Volume 54 | Number 6 | December 2019

Abstract List

Jason D. Buxbaum MHSA, Peter K. Lindenauer M.Sc., M.D., Colin R. Cooke M.Sc., M.D., M.S., Ushapoorna Nuliyalu MPH, Andrew M. Ryan Ph.D., M.A.


Objective

To evaluate whether changes in diagnosis assignment explain reductions in 30‐day readmission for patients with pneumonia following the Hospital Readmission Reduction Program (HRRP).


Data Sources

100 percent MedPAR, 2008‐2015.


Study Design

Retrospective cohort study of Medicare discharges in HRRP‐eligible hospitals. Outcomes were 30‐day readmission rates for pneumonia under a “narrow” definition (used for the HRRP until October 2015; n = 2 288 644) and a “broad” definition that included certain diagnoses of sepsis and aspiration pneumonia (used since October 2015; n = 3 618 215). We estimated changes in 30‐day readmissions in the pre‐HRRP period (January 2008‐March 2010), the HRRP implementation period (April 2010‐September 2012), and the HRRP penalty period (October 2012‐June 2015).


Principal Findings

Under the narrow definition, adjusted annual readmission rates changed by +0.07 percentage points (pp) during the pre‐HRRP period (95% CI: −0.03 pp, +0.18 pp), −1.07 pp during HRRP implementation (95% CI: −1.15 pp, −0.99 pp), and −0.09 pp during the penalty period (95% CI: −0.18 pp, −0.00 pp).
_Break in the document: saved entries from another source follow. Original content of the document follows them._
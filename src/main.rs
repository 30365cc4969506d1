//! aqtraffic - terminal front end for the air-quality / traffic backend
//!
//! CLI commands:
//! - bands: Print a band table
//! - classify: Classify one index value
//! - color: Continuous color for one air-quality value
//! - map: Fetch locations and print the ones visible under the band switches
//! - ranking: Poll the leaderboard until Ctrl-C
//! - chart: Print hourly series for one location

use aqtraffic::chart;
use aqtraffic::client::ApiClient;
use aqtraffic::config::{Config, Secrets};
use aqtraffic::filter::MapFilter;
use aqtraffic::logging;
use aqtraffic::model::Metric;
use aqtraffic::quality::BandTable;
use aqtraffic::ranking::{PollerOptions, RankingBoard, RankingPoller};
use chrono::{Local, NaiveDate};
use clap::{Parser, Subcommand};
use std::path::PathBuf;

#[derive(Parser)]
#[command(name = "aqtraffic")]
#[command(about = "Air quality and traffic map, rankings and charts")]
struct Cli {
    #[command(subcommand)]
    command: Commands,

    /// Path to aqtraffic.yaml config
    #[arg(short, long, default_value = "aqtraffic.yaml")]
    config: PathBuf,
}

#[derive(Subcommand)]
enum Commands {
    /// Print a band table
    Bands {
        /// Traffic levels instead of air quality
        #[arg(long)]
        traffic: bool,
    },

    /// Classify one index value
    Classify {
        value: f64,

        #[arg(long)]
        traffic: bool,
    },

    /// Continuous color for one air-quality value
    Color { value: f64 },

    /// Fetch locations and print the visible ones
    Map {
        /// Switch a band off (repeatable)
        #[arg(long)]
        disable: Vec<String>,

        /// Place-name search instead of the full list
        #[arg(long)]
        search: Option<String>,
    },

    /// Poll the leaderboard until Ctrl-C
    Ranking {
        /// air or traffic
        #[arg(short, long, default_value = "air")]
        option: Metric,

        /// Print the first board and exit
        #[arg(long)]
        once: bool,
    },

    /// Print hourly series for one location
    Chart {
        #[arg(long)]
        id: u64,

        /// YYYY-MM-DD, today when omitted
        #[arg(long)]
        date: Option<NaiveDate>,
    },
}

#[tokio::main]
async fn main() -> anyhow::Result<()> {
    let secrets = Secrets::load();
    let _log_guard = logging::init_logging(&secrets.log_dir)?;
    tracing::info!("aqtraffic starting up");

    let cli = Cli::parse();
    tracing::debug!("CLI args parsed: config={:?}", cli.config);

    let mut config = Config::load_or_default(&cli.config)?;
    config.apply_secrets(&secrets);
    tracing::info!(
        "Config loaded: {} air bands, {} traffic bands, api={}",
        config.air_bands.bands().len(),
        config.traffic_bands.bands().len(),
        config.api.base_url
    );

    match cli.command {
        Commands::Bands { traffic } => {
            print_bands(if traffic { &config.traffic_bands } else { &config.air_bands });
        }

        Commands::Classify { value, traffic } => {
            let table = if traffic { &config.traffic_bands } else { &config.air_bands };
            let band = table.classify(value);
            println!("{} {}", band.key, band.color);
        }

        Commands::Color { value } => {
            println!("{}", config.color_scale.color_for(value));
        }

        Commands::Map { disable, search } => {
            let client = api_client(&config, &secrets)?;
            show_map(&config, &client, &disable, search.as_deref()).await?;
        }

        Commands::Ranking { option, once } => {
            let client = api_client(&config, &secrets)?;
            poll_ranking(&config, client, option, once).await;
        }

        Commands::Chart { id, date } => {
            let client = api_client(&config, &secrets)?;
            show_chart(&config, &client, id, date).await?;
        }
    }

    Ok(())
}

fn api_client(config: &Config, secrets: &Secrets) -> anyhow::Result<ApiClient> {
    let client = ApiClient::new(
        &config.api.base_url,
        config.api_timeout(),
        secrets.api_token.clone(),
    )?;
    tracing::debug!("API client ready: {}", client.base_url());
    Ok(client)
}

fn print_bands(table: &BandTable) {
    for band in table.bands() {
        println!("  {:<16} {:>8} - {:<8} {}", band.key, band.min, band.max, band.color);
    }
}

/// Fetch locations, apply the switches and print the visible set
async fn show_map(
    config: &Config,
    client: &ApiClient,
    disable: &[String],
    search: Option<&str>,
) -> anyhow::Result<()> {
    let readings = client.locations(Metric::Air).await?;
    tracing::info!("Fetched {} locations", readings.len());

    let mut filter = MapFilter::new(config.air_bands.clone(), config.debounce());
    let mut visible_rx = filter.subscribe();

    filter.set_readings(readings);
    for key in disable {
        if filter.table().get(key).is_none() {
            tracing::warn!("Unknown band '{}', ignoring", key);
            continue;
        }
        filter.set_enabled(key, false);
    }

    if let Some(text) = search {
        let hits = filter.search(text, config.filter.search_limit);
        println!("Matches for '{}' ({}):", text, hits.len());
        for r in hits {
            println!("  - {} [{}] ({:.5}, {:.5})", r.name, r.id, r.latitude, r.longitude);
        }
        return Ok(());
    }

    visible_rx.changed().await?;
    let visible = visible_rx.borrow().clone();

    println!("Bands:");
    for (key, count) in filter.counts() {
        let state = if filter.state().is_enabled(&key) { "on " } else { "off" };
        println!("  [{}] {:<16} {} locations", state, key, count);
    }
    println!();
    println!("{} of {} locations visible:", visible.len(), filter.readings().len());
    for r in visible.iter() {
        let band = filter.table().classify(r.quality_index);
        println!("  - {} [{}] index={} {} {}", r.name, r.id, r.quality_index, band.key, band.color);
    }

    Ok(())
}

async fn poll_ranking(config: &Config, client: ApiClient, metric: Metric, once: bool) {
    let options = PollerOptions {
        metric,
        interval: config.ranking_interval(),
        reverse: config.ranking.reverse,
    };
    let table = match metric {
        Metric::Air => config.air_bands.clone(),
        Metric::Traffic => config.traffic_bands.clone(),
    };

    let handle = RankingPoller::spawn(client, options);
    let mut rx = handle.subscribe();

    loop {
        tokio::select! {
            _ = tokio::signal::ctrl_c() => {
                tracing::info!("Ctrl-C received, stopping");
                break;
            }
            changed = rx.changed() => {
                if changed.is_err() {
                    break;
                }
                let board = rx.borrow_and_update().clone();
                print_board(&board, &table, config.ranking.top);
                if once {
                    break;
                }
            }
        }
    }

    handle.stop().await;
}

fn print_board(board: &RankingBoard, table: &BandTable, top: usize) {
    println!();
    println!("== {} ranking ==", board.metric.as_str());
    if let Some(at) = board.updated_at {
        println!("updated {}", at.with_timezone(&Local).format("%H:%M:%S %d/%m/%Y"));
    }
    if let Some(err) = &board.last_error {
        println!("(stale: {})", err);
    }
    let shown = board.top(top).len();
    for (i, (entry, color)) in board.colored(table).into_iter().take(shown).enumerate() {
        println!("  {:>2}. {:<32} {:>8.2} {}", i + 1, entry.location, entry.value, color);
    }
}

async fn show_chart(
    config: &Config,
    client: &ApiClient,
    id: u64,
    date: Option<NaiveDate>,
) -> anyhow::Result<()> {
    let data = client.traffic_air_data(id, date).await?;
    let now = Local::now().naive_local();
    let start = date.or_else(|| data.day()).unwrap_or(now.date());
    let (labels, records) = data.hourly();

    let chart = chart::build_series(
        &records,
        &labels,
        start,
        now,
        &config.air_bands,
        &config.traffic_bands,
    );

    println!("{} ({})", data.name, start);
    for series in [&chart.air, &chart.traffic] {
        println!("{} (axis max {:.1}):", series.name, series.suggested_max);
        for p in &series.points {
            println!("  {} {:>8.2} {} border={}", p.label, p.value, p.color, p.border);
        }
    }

    Ok(())
}
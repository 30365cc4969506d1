//! Quality classification - index value to discrete band + color
//!
//! Two band tables ship by default:
//! - air: AQI bands good / moderate / unhealthy / very_unhealthy / hazardous
//! - traffic: six traffic-index levels shaded from light to dark cyan
//!
//! Classification is a first-match scan in ascending band order, so a value
//! sitting on a boundary shared by two bands lands in the lower one.
//! Values outside every band are clamped to the nearest band (see
//! [`BandTable::classify`]).

pub mod scale;

use serde::{Deserialize, Serialize};
use std::fmt;
use std::str::FromStr;
use thiserror::Error;

use crate::model::LocatedReading;

#[derive(Error, Debug, PartialEq)]
pub enum BandError {
    #[error("Band table is empty")]
    Empty,
    #[error("Band '{0}' has a NaN bound")]
    NanBound(String),
    #[error("Band '{key}' has min {min} > max {max}")]
    Inverted { key: String, min: f64, max: f64 },
    #[error("Duplicate band key '{0}'")]
    DuplicateKey(String),
    #[error("Band '{next}' overlaps or precedes band '{prev}'")]
    Unordered { prev: String, next: String },
    #[error("Invalid color '{0}', expected #rrggbb")]
    InvalidColor(String),
}

/// 8-bit RGB color, written as `#rrggbb`
#[derive(Debug, Clone, Copy, PartialEq, Eq, Hash, Serialize, Deserialize)]
#[serde(try_from = "String", into = "String")]
pub struct Color {
    pub r: u8,
    pub g: u8,
    pub b: u8,
}

impl Color {
    pub const fn rgb(r: u8, g: u8, b: u8) -> Self {
        Self { r, g, b }
    }

    /// Scale every channel by `1 + amount`, clamped to 0..=255.
    ///
    /// `darken(-0.5)` halves the brightness; this is how not-yet-elapsed
    /// hours are dimmed on charts.
    pub fn darken(self, amount: f64) -> Self {
        let scale = |c: u8| (c as f64 * (1.0 + amount)).round().clamp(0.0, 255.0) as u8;
        Self::rgb(scale(self.r), scale(self.g), scale(self.b))
    }
}

impl fmt::Display for Color {
    fn fmt(&self, f: &mut fmt::Formatter<'_>) -> fmt::Result {
        write!(f, "#{:02x}{:02x}{:02x}", self.r, self.g, self.b)
    }
}

impl FromStr for Color {
    type Err = BandError;

    fn from_str(s: &str) -> Result<Self, Self::Err> {
        let hex = s.strip_prefix('#').unwrap_or(s);
        if hex.len() != 6 || !hex.bytes().all(|b| b.is_ascii_hexdigit()) {
            return Err(BandError::InvalidColor(s.to_string()));
        }
        let channel = |i: usize| {
            u8::from_str_radix(&hex[i..i + 2], 16).map_err(|_| BandError::InvalidColor(s.to_string()))
        };
        Ok(Self::rgb(channel(0)?, channel(2)?, channel(4)?))
    }
}

impl TryFrom<String> for Color {
    type Error = BandError;

    fn try_from(s: String) -> Result<Self, Self::Error> {
        s.parse()
    }
}

impl From<Color> for String {
    fn from(c: Color) -> Self {
        c.to_string()
    }
}

/// Named inclusive range of index values
#[derive(Debug, Clone, PartialEq, Serialize, Deserialize)]
pub struct QualityBand {
    pub key: String,
    pub min: f64,
    pub max: f64,
    pub color: Color,
}

impl QualityBand {
    pub fn new(key: &str, min: f64, max: f64, color: Color) -> Self {
        Self {
            key: key.to_string(),
            min,
            max,
            color,
        }
    }

    pub fn contains(&self, value: f64) -> bool {
        value >= self.min && value <= self.max
    }

    /// Distance from `value` to the nearest edge, 0 when inside
    fn distance(&self, value: f64) -> f64 {
        if value < self.min {
            self.min - value
        } else if value > self.max {
            value - self.max
        } else {
            0.0
        }
    }
}

/// Ordered, validated list of bands
#[derive(Debug, Clone, PartialEq, Serialize, Deserialize)]
#[serde(try_from = "Vec<QualityBand>", into = "Vec<QualityBand>")]
pub struct BandTable {
    bands: Vec<QualityBand>,
}

impl BandTable {
    /// Validate and build a table.
    ///
    /// Bands must be sorted by `min`; adjacent bands may touch
    /// (`next.min == prev.max`) but not overlap further.
    pub fn new(bands: Vec<QualityBand>) -> Result<Self, BandError> {
        if bands.is_empty() {
            return Err(BandError::Empty);
        }
        for (i, band) in bands.iter().enumerate() {
            if band.min.is_nan() || band.max.is_nan() {
                return Err(BandError::NanBound(band.key.clone()));
            }
            if band.min > band.max {
                return Err(BandError::Inverted {
                    key: band.key.clone(),
                    min: band.min,
                    max: band.max,
                });
            }
            if bands[..i].iter().any(|b| b.key == band.key) {
                return Err(BandError::DuplicateKey(band.key.clone()));
            }
        }
        for pair in bands.windows(2) {
            if pair[1].min < pair[0].max {
                return Err(BandError::Unordered {
                    prev: pair[0].key.clone(),
                    next: pair[1].key.clone(),
                });
            }
        }
        Ok(Self { bands })
    }

    /// AQI bands used by the map switches
    pub fn air_default() -> Self {
        Self {
            bands: vec![
                QualityBand::new("good", 0.0, 50.0, Color::rgb(0x00, 0xe4, 0x00)),
                QualityBand::new("moderate", 51.0, 100.0, Color::rgb(0xff, 0xff, 0x00)),
                QualityBand::new("unhealthy", 101.0, 200.0, Color::rgb(0xff, 0x7e, 0x00)),
                QualityBand::new("very_unhealthy", 201.0, 300.0, Color::rgb(0xff, 0x00, 0x00)),
                QualityBand::new("hazardous", 301.0, 500.0, Color::rgb(0x8f, 0x3f, 0x97)),
            ],
        }
    }

    /// Traffic index levels used by the traffic bars
    pub fn traffic_default() -> Self {
        Self {
            bands: vec![
                QualityBand::new("level_1", 0.0, 5.99, Color::rgb(0xa5, 0xf3, 0xfc)),
                QualityBand::new("level_2", 6.0, 10.99, Color::rgb(0x67, 0xe8, 0xf9)),
                QualityBand::new("level_3", 11.0, 15.99, Color::rgb(0x22, 0xd3, 0xee)),
                QualityBand::new("level_4", 16.0, 20.99, Color::rgb(0x06, 0xb6, 0xd4)),
                QualityBand::new("level_5", 21.0, 25.99, Color::rgb(0x08, 0x91, 0xb2)),
                QualityBand::new("level_6", 26.0, 9999.0, Color::rgb(0x0e, 0x74, 0x90)),
            ],
        }
    }

    pub fn bands(&self) -> &[QualityBand] {
        &self.bands
    }

    pub fn keys(&self) -> impl Iterator<Item = &str> {
        self.bands.iter().map(|b| b.key.as_str())
    }

    pub fn get(&self, key: &str) -> Option<&QualityBand> {
        self.bands.iter().find(|b| b.key == key)
    }

    /// Classify a value. NaN counts as 0.
    ///
    /// Values outside every band are clamped: below the table to the first
    /// band, above it to the last, and inside a gap to whichever neighbour
    /// is closer (the lower one on a tie).
    pub fn classify(&self, value: f64) -> &QualityBand {
        let value = if value.is_nan() { 0.0 } else { value };

        if let Some(band) = self.bands.iter().find(|b| b.contains(value)) {
            return band;
        }

        let first = &self.bands[0];
        let last = &self.bands[self.bands.len() - 1];
        if value < first.min {
            tracing::debug!(value, band = %first.key, "Index below configured bands, clamped");
            return first;
        }
        if value > last.max {
            tracing::debug!(value, band = %last.key, "Index above configured bands, clamped");
            return last;
        }

        // Inside a gap between two bands.
        // min_by keeps the first of equal elements, i.e. the lower band
        let band = self
            .bands
            .iter()
            .min_by(|a, b| a.distance(value).total_cmp(&b.distance(value)))
            .unwrap_or(first);
        tracing::debug!(value, band = %band.key, "Index in gap between bands, clamped");
        band
    }

    /// Classify a possibly missing value; missing counts as 0
    pub fn classify_opt(&self, value: Option<f64>) -> &QualityBand {
        self.classify(value.unwrap_or(0.0))
    }

    pub fn color_for(&self, value: f64) -> Color {
        self.classify(value).color
    }

    /// Number of readings per band, in table order, zero counts included
    pub fn count_by_band(&self, readings: &[LocatedReading]) -> Vec<(String, usize)> {
        let mut counts: Vec<(String, usize)> =
            self.bands.iter().map(|b| (b.key.clone(), 0)).collect();
        for reading in readings {
            let key = &self.classify(reading.quality_index).key;
            if let Some(slot) = counts.iter_mut().find(|(k, _)| k == key) {
                slot.1 += 1;
            }
        }
        counts
    }
}

impl TryFrom<Vec<QualityBand>> for BandTable {
    type Error = BandError;

    fn try_from(bands: Vec<QualityBand>) -> Result<Self, Self::Error> {
        Self::new(bands)
    }
}

impl From<BandTable> for Vec<QualityBand> {
    fn from(table: BandTable) -> Self {
        table.bands
    }
}

/// Classify `value` against `table`
pub fn classify(value: f64, table: &BandTable) -> &QualityBand {
    table.classify(value)
}
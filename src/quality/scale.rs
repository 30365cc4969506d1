//! Continuous color scale for a single "current" reading
//!
//! Piecewise linear per-channel interpolation between control points,
//! clamped to the first/last color outside the domain.

use serde::{Deserialize, Serialize};
use thiserror::Error;

use super::Color;

#[derive(Error, Debug, PartialEq)]
pub enum ScaleError {
    #[error("Color scale needs at least one control point")]
    Empty,
    #[error("Control point {0} is NaN")]
    NanDomain(usize),
    #[error("Control points must be strictly ascending (point {0})")]
    Unsorted(usize),
}

#[derive(Debug, Clone, Copy, PartialEq, Serialize, Deserialize)]
pub struct ControlPoint {
    pub value: f64,
    pub color: Color,
}

#[derive(Debug, Clone, PartialEq, Serialize, Deserialize)]
#[serde(try_from = "Vec<ControlPoint>", into = "Vec<ControlPoint>")]
pub struct ColorScale {
    points: Vec<ControlPoint>,
}

impl ColorScale {
    pub fn new(points: Vec<ControlPoint>) -> Result<Self, ScaleError> {
        if points.is_empty() {
            return Err(ScaleError::Empty);
        }
        for (i, p) in points.iter().enumerate() {
            if p.value.is_nan() {
                return Err(ScaleError::NanDomain(i));
            }
            if i > 0 && p.value <= points[i - 1].value {
                return Err(ScaleError::Unsorted(i));
            }
        }
        Ok(Self { points })
    }

    /// green → yellow → orange → red → purple → dark at 0/50/100/150/200/300
    pub fn air_default() -> Self {
        let point = |value, color| ControlPoint { value, color };
        Self {
            points: vec![
                point(0.0, Color::rgb(0x00, 0xe4, 0x00)),
                point(50.0, Color::rgb(0xff, 0xff, 0x00)),
                point(100.0, Color::rgb(0xff, 0x7e, 0x00)),
                point(150.0, Color::rgb(0xff, 0x00, 0x00)),
                point(200.0, Color::rgb(0x8f, 0x3f, 0x97)),
                point(300.0, Color::rgb(0x7e, 0x00, 0x23)),
            ],
        }
    }

    pub fn points(&self) -> &[ControlPoint] {
        &self.points
    }

    pub fn color_for(&self, value: f64) -> Color {
        let first = self.points[0];
        let last = self.points[self.points.len() - 1];

        if value.is_nan() || value <= first.value {
            return first.color;
        }
        if value >= last.value {
            return last.color;
        }

        for pair in self.points.windows(2) {
            let (lo, hi) = (pair[0], pair[1]);
            if value == lo.value {
                return lo.color;
            }
            if value < hi.value {
                let t = (value - lo.value) / (hi.value - lo.value);
                return lerp(lo.color, hi.color, t);
            }
        }
        last.color
    }
}

fn lerp(a: Color, b: Color, t: f64) -> Color {
    let channel = |x: u8, y: u8| (x as f64 + (y as f64 - x as f64) * t).round() as u8;
    Color::rgb(channel(a.r, b.r), channel(a.g, b.g), channel(a.b, b.b))
}

impl TryFrom<Vec<ControlPoint>> for ColorScale {
    type Error = ScaleError;

    fn try_from(points: Vec<ControlPoint>) -> Result<Self, Self::Error> {
        Self::new(points)
    }
}

impl From<ColorScale> for Vec<ControlPoint> {
    fn from(scale: ColorScale) -> Self {
        scale.points
    }
}

#[cfg(test)]
mod tests {
    use super::*;

    #[test]
    fn test_clamps_at_ends() {
        let scale = ColorScale::air_default();
        assert_eq!(scale.color_for(0.0), Color::rgb(0x00, 0xe4, 0x00));
        assert_eq!(scale.color_for(-12.0), Color::rgb(0x00, 0xe4, 0x00));
        assert_eq!(scale.color_for(300.0), Color::rgb(0x7e, 0x00, 0x23));
        assert_eq!(scale.color_for(499.0), Color::rgb(0x7e, 0x00, 0x23));
    }

    #[test]
    fn test_exact_control_points() {
        let scale = ColorScale::air_default();
        for p in scale.points() {
            assert_eq!(scale.color_for(p.value), p.color);
        }
    }

    #[test]
    fn test_linear_midpoint() {
        let scale = ColorScale::new(vec![
            ControlPoint { value: 0.0, color: Color::rgb(0, 0, 0) },
            ControlPoint { value: 10.0, color: Color::rgb(200, 100, 50) },
        ])
        .unwrap();
        assert_eq!(scale.color_for(5.0), Color::rgb(100, 50, 25));
        assert_eq!(scale.color_for(2.5), Color::rgb(50, 25, 13));
    }

    #[test]
    fn test_rejects_bad_points() {
        assert_eq!(ColorScale::new(vec![]), Err(ScaleError::Empty));
        let unsorted = ColorScale::new(vec![
            ControlPoint { value: 10.0, color: Color::rgb(0, 0, 0) },
            ControlPoint { value: 5.0, color: Color::rgb(0, 0, 0) },
        ]);
        assert_eq!(unsorted, Err(ScaleError::Unsorted(1)));
    }
}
Under the broad definition, 30‐day readmissions changed by +0.21 pp during the pre‐HRRP period (95% CI: +0.12 pp, +0.30 pp), −1.28 pp during HRRP implementation (95% CI: −1.35 pp, −1.21 pp), and −0.09 pp during the penalty period (95% CI: −0.16 pp, −0.02 pp).


Conclusions

Changes in the coding of inpatient pneumonia admissions do not explain readmission reduction following the HRRP.